The result is visually stunning. The accompanying orchestral score adds a cinematic touch. Flower's artistic input is unmistakable and isn't trivialised by being a game. But Pac-Man?
"It qualifies as art in terms of being a step along the way," argues Professor Ross Nover, who teaches graphic design at American University in Washington DC.
"You couldn't have Flower without the game before that, and the game before that. In the same way that cave paintings led to Expressionism, Pac-Man led to Flower."
Prof Nover also appreciates the simplicity of early games. "There's a great kind of minimalism that you lose nowadays," he says. "It's nice to have a game that is just up and down, left and right, and doesn't need a manual."
Court-approved art
America's gaming industry is now worth around $25bn (£16bn) a year. But in the 1980s sales collapsed, partly because the market became saturated with hundreds of poor-quality games and consoles. Many companies went bankrupt and the industry was written off as a niche market that should be ignored.

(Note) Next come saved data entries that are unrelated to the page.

//! Reachability probes for single servers
//!
//! A probe answers one question: is `(hostname, port)` reachable right now?
//! It never fails. Invalid targets, DNS errors, refused connections and
//! timeouts all become an `offline` (or `error`) [`ProbeOutcome`] carrying a
//! diagnostic message, so callers only ever persist values.
//!
//! ## Check order
//!
//! ```text
//! validate target → resolve hostname → [ping] → HTTP GET or TCP connect
//! ```
//!
//! Every network step is bounded by the same per-attempt timeout. There are
//! no retries; the next poll cycle is the retry.

use std::error::Error as StdError;
use std::net::{Ipv6Addr, SocketAddr};
use std::time::Duration;

use async_trait::async_trait;
use serde::Serialize;
use tokio::net::{TcpStream, lookup_host};
use tokio::process::Command;
use tokio::time::timeout;
use tracing::{instrument, trace};

use crate::config::PingPolicy;
use crate::models::{ServerKind, ServerStatus};

/// Verdict of a single probe
#[derive(Debug, Clone, PartialEq, Eq, Serialize)]
pub struct ProbeOutcome {
    pub status: ServerStatus,
    pub message: String,
}

impl ProbeOutcome {
    pub fn online(message: impl Into<String>) -> Self {
        Self {
            status: ServerStatus::Online,
            message: message.into(),
        }
    }

    pub fn offline(message: impl Into<String>) -> Self {
        Self {
            status: ServerStatus::Offline,
            message: message.into(),
        }
    }

    pub fn error(message: impl Into<String>) -> Self {
        Self {
            status: ServerStatus::Error,
            message: message.into(),
        }
    }

    pub fn is_online(&self) -> bool {
        self.status == ServerStatus::Online
    }
}

/// Something that can check whether a server is reachable
///
/// The engine only talks to this trait, which keeps the network out of the
/// poller's tests.
#[async_trait]
pub trait Prober: Send + Sync {
    async fn probe(&self, hostname: &str, port: i64, kind: &ServerKind) -> ProbeOutcome;
}

/// Prober that talks to the network: DNS, optional ping, TCP or HTTP
pub struct NetworkProber {
    /// HTTP client for HTTP-like servers (reused across probes)
    client: reqwest::Client,

    /// Upper bound for every individual network step
    timeout: Duration,

    /// How a ping result is combined with the service check
    ping: PingPolicy,
}

impl NetworkProber {
    pub fn new(timeout: Duration, ping: PingPolicy) -> reqwest::Result<Self> {
        let client = reqwest::Client::builder()
            .timeout(timeout)
            .connect_timeout(timeout)
            // the first response is what counts, wherever it points to
            .redirect(reqwest::redirect::Policy::none())
            .build()?;

        Ok(Self {
            client,
            timeout,
            ping,
        })
    }

    pub fn timeout(&self) -> Duration {
        self.timeout
    }

    async fn resolve(&self, hostname: &str, port: u16) -> Result<Vec<SocketAddr>, ProbeOutcome> {
        match timeout(self.timeout, lookup_host((hostname, port))).await {
            Ok(Ok(addrs)) => {
                let addrs: Vec<SocketAddr> = addrs.collect();
                if addrs.is_empty() {
                    Err(ProbeOutcome::offline(format!(
                        "could not resolve hostname {hostname}: no addresses found"
                    )))
                } else {
                    Ok(addrs)
                }
            }
            Ok(Err(e)) => Err(ProbeOutcome::offline(format!(
                "could not resolve hostname {hostname}: {e}"
            ))),
            Err(_) => Err(ProbeOutcome::offline(format!(
                "resolving hostname {hostname} timed out after {}s",
                self.timeout.as_secs_f32()
            ))),
        }
    }

    async fn check_service(
        &self,
        hostname: &str,
        port: u16,
        addrs: &[SocketAddr],
        kind: &ServerKind,
    ) -> ProbeOutcome {
        match kind {
            ServerKind::Http { tls } => self.check_http(hostname, port, *tls).await,
            _ => self.check_tcp(hostname, port, addrs).await,
        }
    }

    async fn check_tcp(&self, hostname: &str, port: u16, addrs: &[SocketAddr]) -> ProbeOutcome {
        match timeout(self.timeout, TcpStream::connect(addrs)).await {
            Ok(Ok(stream)) => {
                drop(stream);
                ProbeOutcome::online(format!("tcp connection successful on port {port}"))
            }
            Ok(Err(e)) => ProbeOutcome::offline(format!(
                "tcp connection to {hostname}:{port} failed: {e}"
            )),
            Err(_) => ProbeOutcome::offline(format!(
                "tcp connection to {hostname}:{port} timed out after {}s",
                self.timeout.as_secs_f32()
            )),
        }
    }

    async fn check_http(&self, hostname: &str, port: u16, tls: bool) -> ProbeOutcome {
        let url = http_url(hostname, port, tls);
        trace!("requesting {url}");

        match self.client.get(&url).send().await {
            Ok(response) => ProbeOutcome::online(format!(
                "http check returned status {}",
                response.status().as_u16()
            )),
            Err(e) if e.is_timeout() => ProbeOutcome::offline(format!(
                "http request to {url} timed out after {}s",
                self.timeout.as_secs_f32()
            )),
            Err(e) => ProbeOutcome::offline(format!(
                "http request to {url} failed: {}",
                error_chain(&e)
            )),
        }
    }

    async fn ping_host(&self, hostname: &str) -> ProbeOutcome {
        let wait_secs = self.timeout.as_secs().max(1);
        let mut command = Command::new("ping");
        if cfg!(windows) {
            let wait_millis = (wait_secs * 1000).to_string();
            command.args(["-n", "1", "-w", wait_millis.as_str(), hostname]);
        } else {
            let wait = wait_secs.to_string();
            command.args(["-c", "1", "-W", wait.as_str(), hostname]);
        }
        command.kill_on_drop(true);

        // ping enforces its own deadline; this one covers a hung process
        let deadline = Duration::from_secs(wait_secs) + Duration::from_secs(1);
        match timeout(deadline, command.output()).await {
            Ok(Ok(output)) if output.status.success() => {
                ProbeOutcome::online("host responded to ping")
            }
            Ok(Ok(_)) => ProbeOutcome::offline(format!("no ping reply from {hostname}")),
            Ok(Err(e)) => ProbeOutcome::error(format!("could not run ping: {e}")),
            Err(_) => ProbeOutcome::offline(format!(
                "ping to {hostname} timed out after {wait_secs}s"
            )),
        }
    }
}

#[async_trait]
impl Prober for NetworkProber {
    #[instrument(skip(self, kind), fields(kind = %kind))]
    async fn probe(&self, hostname: &str, port: i64, kind: &ServerKind) -> ProbeOutcome {
        let hostname = hostname.trim();
        let port = match u16::try_from(port) {
            Ok(port) if port > 0 && !hostname.is_empty() => port,
            _ => return ProbeOutcome::offline("invalid hostname or port"),
        };

        let addrs = match self.resolve(hostname, port).await {
            Ok(addrs) => addrs,
            Err(outcome) => return outcome,
        };
        trace!("resolved {hostname} to {addrs:?}");

        let outcome = match self.ping {
            PingPolicy::Disabled => self.check_service(hostname, port, &addrs, kind).await,
            policy => {
                let (ping, service) = tokio::join!(
                    self.ping_host(hostname),
                    self.check_service(hostname, port, &addrs, kind)
                );
                combine(policy, ping, service)
            }
        };

        trace!("probe finished: {} ({})", outcome.status, outcome.message);
        outcome
    }
}

/// Merge a ping verdict with a service verdict according to `policy`
pub fn combine(policy: PingPolicy, ping: ProbeOutcome, service: ProbeOutcome) -> ProbeOutcome {
    let status = match policy {
        PingPolicy::Disabled => return service,
        PingPolicy::RequireBoth => {
            if ping.is_online() && service.is_online() {
                ServerStatus::Online
            } else if ping.status == ServerStatus::Error || service.status == ServerStatus::Error {
                ServerStatus::Error
            } else {
                ServerStatus::Offline
            }
        }
        PingPolicy::HostReachable => {
            if ping.is_online() {
                ServerStatus::Online
            } else {
                service.status
            }
        }
    };

    ProbeOutcome {
        status,
        message: format!("ping: {}; {}", ping.message, service.message),
    }
}

fn http_url(hostname: &str, port: u16, tls: bool) -> String {
    let scheme = if tls { "https" } else { "http" };
    if hostname.parse::<Ipv6Addr>().is_ok() {
        format!("{scheme}://[{hostname}]:{port}/")
    } else {
        format!("{scheme}://{hostname}:{port}/")
    }
}

/// reqwest's top-level message hides the cause (refused, reset, ...)
fn error_chain(error: &dyn StdError) -> String {
    let mut message = error.to_string();
    let mut source = error.source();
    while let Some(cause) = source {
        message.push_str(": ");
        message.push_str(&cause.to_string());
        source = cause.source();
    }
    message
}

Today, according to the Entertainment Software Association (ESA), nearly three-quarters of all American households play games and the average game player is 37-years-old. In fact, adult women outnumber young boys when it comes to playing video games.
But the industry arguably reached artistic maturity last year when the Supreme Court decided that video games were like other works of art and should be protected under the First Amendment to the US constitution, which guarantees free speech.
The ruling was in response to a California law that attempted to regulate the sale and rental of computer and video games. The Supreme Court said even though the medium was new, games should not be treated differently to books, plays, movies and other forms of entertainment and art.
ESA spokesman Dan Hewitt says the Smithsonian American Art exhibition is another watershed moment.
"To have an institution as prestigious as the Smithsonian to say that video games are such an art form that we're going to include them and have an exhibit on them is a remarkable validation of what we've known for a while," he says.
Mr Melissinos goes further: "I believe it's society's duty and responsibility to protect and nurture this medium because it will be the next great medium for expression, thought, poetry and art for generations to come. That's incredibly exciting, and this is just one small step toward that goal."
I hope my friend kept her Pong.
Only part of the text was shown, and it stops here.